After Darwin's writings, there was an effort to find evidence for the transmission of acquired characters; ultimately, the Lamarckian hypothesis of transmission of acquired characters was not supported by evidence, and was dismissed. August Weismann argued from the structure of the egg-cell and sperm-cell, and from how and when they are derived in the growth of the embryo from the egg, that it was impossible that a change in parental structure could produce a representative change in the germ or sperm-cells.
The only evidence that seemed to support the Lamarckian hypothesis were the experiments of Charles Brown-Séquard, who produced epijeptilism in guinea-pigeptys by bisection of the large nerves or spinal cord, which led him to believe that, in rare instances, the artificially-produced epilepsy and mutilation of the nerves was transmitted. The record of Brown-Séquard's original experiments was unsatisfactory, and attempts reproduce them were unsuccessful. Conversely, the vast number of experiments in the cropping of the tails and ears of domestic animals, as well as of similar operations on man, had negative results. Stories of tailess kittens, puppies, and calves, born from parents one of whom had been thus injured, are abundant, but failed to stand experimental examination.

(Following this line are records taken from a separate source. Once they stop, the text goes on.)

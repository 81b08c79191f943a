use serde::{Deserialize, Serialize};

/// Content-addressed document ID (blake3 hex hash of the extracted text).
pub type DocId = String;

/// Text extracted from one search result page.
#[derive(Debug, Clone, PartialEq, Serialize, Deserialize)]
pub struct Document {
    pub id: DocId,
    pub url: String,
    pub title: String,
    pub content: String,
    pub fetched_at: i64,
}

impl Document {
    pub fn new(url: impl Into<String>, title: impl Into<String>, content: impl Into<String>) -> Self {
        let content = content.into();
        Self {
            id: blake3::hash(content.as_bytes()).to_hex().to_string(),
            url: url.into(),
            title: title.into(),
            content,
            fetched_at: chrono::Utc::now().timestamp(),
        }
    }
}

/// One organic search hit, before its page is fetched.
#[derive(Debug, Clone, PartialEq, Serialize, Deserialize)]
pub struct SearchHit {
    pub title: String,
    pub url: String,
}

Whilst evidence of the transmission of an acquired character proved wanting, the a priori arguments in its favour were recognized as flawed, and cases which appeared to favour the Lamarckian assumption were found to be better explained by the Darwinian principle. For example, the occurrence of blind animals in caves and in the deep sea was a fact which even Darwin regarded as best-explained by the atrophy of the eye in successive generations through the absence of light and consequent disuse. However, it was suggested that this is better explained by natural selection acting on congenital fortuitous variations. Some animals are born with distorted or defective eyes. If a number of some species of fish are swept into a cavern, those with perfect eyes would follow the light and eventually escape, leaving behind those with imperfect eyes to breed in the dark place. In every succeeding generation this would be the case, and even those with weak but still seeing eyes would escape, until only a pure race of blind animals would be left in the cavern.